Não é à toa que somos o maior exportador mundial de carne bovina e que duas das maiores processadoras globais de carne bovina são brasileiras. Vários fatores contribuíram para alcançarmos essa posição, dentre os quais: ter o maior rebanho bovino comercial do mundo; apresentar menores custos de produção de carne quando comparado a outros países; melhoria contínua da sanidade do nosso rebanho bovino, permitindo a conquista de status sanitário reconhecido internacionalmente e a abertura de novos mercados ao longo dos anos. Além de todos esses fatores, também temos a nosso favor o fato de dispormos de excelentes plantas frigoríficas.

E como se encontra distribuída a nossa dinâmica indústria frigorífica? Para ser ter uma ideia dos números e do porte dos frigoríficos brasileiros, basta darmos uma olhada nos dados do Beef Report 2021, publicado recentemente pela ABIEC.  Os dados mostram que em 2020, as nossas indústrias frigoríficas alcançaram faturamento superior a U$ 34,74 bilhões, o equivalente a R$ 179,01 bilhões de reais.

Considerando a capacidade de abate, no ano de 2020, os frigoríficos brasileiros abateram um volume total de 41,5 milhões de cabeças e, do total de carne produzida, 73,93% foram destinadas ao mercado interno, enquanto 26,07% foram destinadas às exportações para 157 países.
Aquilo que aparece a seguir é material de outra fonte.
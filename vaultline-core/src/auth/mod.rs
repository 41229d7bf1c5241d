//! Auth gate - decides between the login screen and the vault.
//!
//! The gate owns the transition between [`AuthState::Anonymous`] and
//! [`AuthState::Authenticated`] and is the only writer of the
//! [`SessionSlot`] that entry stores read from.

mod memory;
mod remote;

pub use memory::MemoryAuth;
pub use remote::RemoteAuth;

use crate::session::{Session, SessionSlot};
use crate::{Result, VaultError};
use async_trait::async_trait;
use std::sync::Arc;
use tracing::{info, warn};

/// Email/password pair entered on the auth screen.
#[derive(Debug, Clone, PartialEq, Eq)]
pub struct Credentials {
    pub email: String,
    pub password: String,
}

impl Credentials {
    pub fn new(email: impl Into<String>, password: impl Into<String>) -> Self {
        Self {
            email: email.into(),
            password: password.into(),
        }
    }

    pub fn validate(&self) -> Result<()> {
        let email = self.email.trim();
        if email.is_empty() || !email.contains('@') {
            return Err(VaultError::Validation(
                "a valid email address is required".to_string(),
            ));
        }
        if self.password.is_empty() {
            return Err(VaultError::Validation("password is required".to_string()));
        }
        Ok(())
    }
}

/// External authentication backend.
#[async_trait]
pub trait AuthProvider: Send + Sync {
    /// Session carried over from an earlier run, if still valid.
    async fn restore(&self) -> Result<Option<Session>>;

    async fn sign_in(&self, credentials: &Credentials) -> Result<Session>;

    async fn sign_up(&self, credentials: &Credentials) -> Result<Session>;

    async fn sign_out(&self, session: &Session) -> Result<()>;
}

#[derive(Debug, Clone, PartialEq)]
pub enum AuthState {
    Anonymous,
    Authenticated(Session),
}

/// Which top-level screen to present.
#[derive(Debug, Clone, Copy, PartialEq, Eq)]
pub enum Screen {
    Login,
    Vault,
}

pub struct AuthGate {
    provider: Arc<dyn AuthProvider>,
    slot: SessionSlot,
    state: AuthState,
}

impl AuthGate {
    /// Run the initial session check and return a gate already settled in
    /// one of its two states. A failing check settles on `Anonymous`.
    pub async fn resolve(provider: Arc<dyn AuthProvider>, slot: SessionSlot) -> Self {
        let restored = match provider.restore().await {
            Ok(session) => session.filter(|s| !s.is_expired()),
            Err(e) => {
                warn!("Session check failed: {}", e);
                None
            }
        };

        let mut gate = Self {
            provider,
            slot,
            state: AuthState::Anonymous,
        };
        if let Some(session) = restored {
            info!("Restored session for {}", session.principal_id);
            gate.enter(session);
        } else {
            gate.slot.clear();
        }
        gate
    }

    pub fn state(&self) -> &AuthState {
        &self.state
    }

    pub fn session(&self) -> Option<&Session> {
        match &self.state {
            AuthState::Authenticated(session) => Some(session),
            AuthState::Anonymous => None,
        }
    }

    pub fn is_authenticated(&self) -> bool {
        matches!(self.state, AuthState::Authenticated(_))
    }

    pub fn screen(&self) -> Screen {
        if self.is_authenticated() {
            Screen::Vault
        } else {
            Screen::Login
        }
    }

    /// Sign in. On failure the current state is kept.
    pub async fn login(&mut self, credentials: &Credentials) -> Result<Session> {
        credentials.validate()?;
        let session = self.provider.sign_in(credentials).await?;
        info!("Signed in as {}", session.principal_id);
        Ok(self.enter(session))
    }

    /// Create an account and sign in with it.
    pub async fn register(&mut self, credentials: &Credentials) -> Result<Session> {
        credentials.validate()?;
        let session = self.provider.sign_up(credentials).await?;
        info!("Registered {}", session.principal_id);
        Ok(self.enter(session))
    }

    /// Return to `Anonymous`. Backend sign-out failures are logged only.
    pub async fn logout(&mut self) {
        if let AuthState::Authenticated(session) = &self.state {
            if let Err(e) = self.provider.sign_out(session).await {
                warn!("Backend sign-out failed: {}", e);
            }
            info!("Signed out {}", session.principal_id);
        }
        self.slot.clear();
        self.state = AuthState::Anonymous;
    }

    fn enter(&mut self, session: Session) -> Session {
        self.slot.replace(Some(session.clone()));
        self.state = AuthState::Authenticated(session.clone());
        session
    }
}

#[cfg(test)]
mod tests {
    use super::*;
    use crate::entry::PrincipalId;
    use chrono::{Duration, Utc};

    fn alice() -> Credentials {
        Credentials::new("alice@example.com", "correct horse")
    }

    fn provider() -> Arc<MemoryAuth> {
        Arc::new(MemoryAuth::new().with_account("alice@example.com", "correct horse"))
    }

    #[tokio::test]
    async fn test_resolves_anonymous_without_session() {
        let slot = SessionSlot::new();
        let gate = AuthGate::resolve(provider(), slot.clone()).await;

        assert_eq!(gate.state(), &AuthState::Anonymous);
        assert_eq!(gate.screen(), Screen::Login);
        assert!(slot.current().is_none());
    }

    #[tokio::test]
    async fn test_resolves_authenticated_from_restored_session() {
        let session = Session::new(PrincipalId::new("p1"), "token");
        let provider = Arc::new(MemoryAuth::new().with_restored(session.clone()));
        let slot = SessionSlot::new();

        let gate = AuthGate::resolve(provider, slot.clone()).await;
        assert_eq!(gate.screen(), Screen::Vault);
        assert_eq!(gate.session(), Some(&session));
        assert_eq!(slot.current(), Some(session));
    }

    #[tokio::test]
    async fn test_expired_restored_session_stays_anonymous() {
        let mut session = Session::new(PrincipalId::new("p1"), "token");
        session.expires_at = Some(Utc::now() - Duration::seconds(10));
        let provider = Arc::new(MemoryAuth::new().with_restored(session));

        let gate = AuthGate::resolve(provider, SessionSlot::new()).await;
        assert!(!gate.is_authenticated());
    }

    #[tokio::test]
    async fn test_login_and_logout_transitions() {
        let slot = SessionSlot::new();
        let mut gate = AuthGate::resolve(provider(), slot.clone()).await;

        let principal = gate.login(&alice()).await.unwrap().principal_id;
        assert_eq!(gate.screen(), Screen::Vault);
        assert_eq!(slot.require().unwrap().principal_id, principal);

        gate.logout().await;
        assert_eq!(gate.state(), &AuthState::Anonymous);
        assert!(matches!(
            slot.require(),
            Err(VaultError::AuthenticationRequired)
        ));
    }

    #[tokio::test]
    async fn test_failed_login_keeps_anonymous() {
        let slot = SessionSlot::new();
        let mut gate = AuthGate::resolve(provider(), slot.clone()).await;

        let result = gate
            .login(&Credentials::new("alice@example.com", "wrong"))
            .await;
        assert!(matches!(result, Err(VaultError::AuthenticationFailed(_))));
        assert!(!gate.is_authenticated());
        assert!(slot.current().is_none());
    }

    #[tokio::test]
    async fn test_invalid_credentials_rejected_before_provider() {
        let mut gate = AuthGate::resolve(provider(), SessionSlot::new()).await;
        assert!(matches!(
            gate.login(&Credentials::new("not-an-email", "pw")).await,
            Err(VaultError::Validation(_))
        ));
        assert!(matches!(
            gate.register(&Credentials::new("bob@example.com", "")).await,
            Err(VaultError::Validation(_))
        ));
    }

    #[tokio::test]
    async fn test_register_then_login_same_principal() {
        let slot = SessionSlot::new();
        let mut gate = AuthGate::resolve(Arc::new(MemoryAuth::new()), slot).await;
        let creds = Credentials::new("bob@example.com", "s3cret");

        let registered = gate.register(&creds).await.unwrap().principal_id;
        gate.logout().await;

        let signed_in = gate.login(&creds).await.unwrap().principal_id;
        assert_eq!(registered, signed_in);
    }
}
//! In-process entry store with the same contract as the remote one.

use super::EntryStore;
use crate::config::DeletePolicy;
use crate::entry::{CredentialEntry, EntryId, EntryPatch, NewEntry, PrincipalId};
use crate::session::SessionSlot;
use crate::{Result, VaultError};
use async_trait::async_trait;
use chrono::{DateTime, Duration, Utc};
use std::sync::{Mutex, MutexGuard};
use tracing::debug;

/// Entry store backed by a vector guarded by a mutex.
///
/// Used for demo mode and as the store double in tests.
pub struct MemoryEntryStore {
    session: SessionSlot,
    entries: Mutex<Vec<CredentialEntry>>,
    delete_policy: DeletePolicy,
}

impl MemoryEntryStore {
    pub fn new(session: SessionSlot) -> Self {
        Self {
            session,
            entries: Mutex::new(Vec::new()),
            delete_policy: DeletePolicy::default(),
        }
    }

    /// Store pre-filled with `entries`, oldest first.
    pub fn seeded(session: SessionSlot, entries: Vec<CredentialEntry>) -> Self {
        Self {
            session,
            entries: Mutex::new(entries),
            delete_policy: DeletePolicy::default(),
        }
    }

    pub fn with_delete_policy(mut self, policy: DeletePolicy) -> Self {
        self.delete_policy = policy;
        self
    }

    fn lock(&self) -> Result<MutexGuard<'_, Vec<CredentialEntry>>> {
        self.entries
            .lock()
            .map_err(|_| VaultError::StoreUnavailable("entry store lock poisoned".to_string()))
    }

    fn position(entries: &[CredentialEntry], id: &EntryId, owner: &PrincipalId) -> Result<usize> {
        entries
            .iter()
            .position(|e| &e.id == id && &e.owner_id == owner)
            .ok_or_else(|| VaultError::NotFound(format!("Entry {}", id)))
    }
}

/// A timestamp strictly after `previous`, normally just "now".
fn next_timestamp(previous: DateTime<Utc>) -> DateTime<Utc> {
    Utc::now().max(previous + Duration::microseconds(1))
}

#[async_trait]
impl EntryStore for MemoryEntryStore {
    async fn list(&self) -> Result<Vec<CredentialEntry>> {
        let session = self.session.require()?;
        let entries = self.lock()?;

        // Reverse insertion order first so equal timestamps stay newest-first.
        let mut owned: Vec<CredentialEntry> = entries
            .iter()
            .rev()
            .filter(|e| e.owner_id == session.principal_id)
            .cloned()
            .collect();
        owned.sort_by(|a, b| b.created_at.cmp(&a.created_at));

        Ok(owned)
    }

    async fn create(&self, entry: NewEntry) -> Result<CredentialEntry> {
        let session = self.session.require()?;
        let entry = entry.validate()?;

        let now = Utc::now();
        let created = CredentialEntry {
            id: EntryId::generate(),
            owner_id: session.principal_id,
            title: entry.title,
            username: entry.username,
            password: entry.password,
            url: entry.url,
            notes: entry.notes,
            category: entry.category,
            favorite: entry.favorite,
            created_at: now,
            updated_at: now,
            last_used_at: None,
        };

        self.lock()?.push(created.clone());
        debug!("Created entry {}", created.id);

        Ok(created)
    }

    async fn update(&self, id: &EntryId, patch: EntryPatch) -> Result<CredentialEntry> {
        let session = self.session.require()?;
        let patch = patch.validate()?;

        let mut entries = self.lock()?;
        let index = Self::position(&entries, id, &session.principal_id)?;
        let entry = &mut entries[index];

        patch.apply_to(entry);
        entry.updated_at = next_timestamp(entry.updated_at);
        debug!("Updated entry {}", id);

        Ok(entry.clone())
    }

    async fn delete(&self, id: &EntryId) -> Result<()> {
        let session = self.session.require()?;
        let mut entries = self.lock()?;

        match Self::position(&entries, id, &session.principal_id) {
            Ok(index) => {
                entries.remove(index);
                debug!("Deleted entry {}", id);
                Ok(())
            }
            Err(VaultError::NotFound(_)) if self.delete_policy == DeletePolicy::Idempotent => {
                Ok(())
            }
            Err(e) => Err(e),
        }
    }

    async fn mark_used(&self, id: &EntryId) -> Result<()> {
        let session = self.session.require()?;
        let mut entries = self.lock()?;
        let index = Self::position(&entries, id, &session.principal_id)?;

        entries[index].last_used_at = Some(Utc::now());
        Ok(())
    }
}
As plantas registradas no SIF abateram 21,6 milhões de bovinos, o que corresponde ao equivalente a 52% do volume total.  Já as plantas registradas no SIE abateram 6,4 milhões de bovinos, o equivalente a 15% do volume total dos abates, enquanto os frigoríficos registrados na esfera municipal abateram 1,8 milhões de bovinos e responderam por apenas 4% do volume total.

E como a conta não fecha 100%, aí nos deparamos com a estimativa mais triste e conflitante, a de que o abate clandestino chega a 28% - isso no país que é o maior exportador de carne bovina do mundo. E aqui cabe uma reflexão, visto que o volume estimado de abate clandestino (28%) é superior ao somatório do volume de abate sob inspeção estadual (15%) e municipal (4%), assumindo a segunda colocação no ranking de volume de abate, sendo ainda toda essa carne clandestina destinada, exclusivamente, ao mercado interno. A distribuição dos abates por tipo de fiscalização está ilustrada na figura abaixo.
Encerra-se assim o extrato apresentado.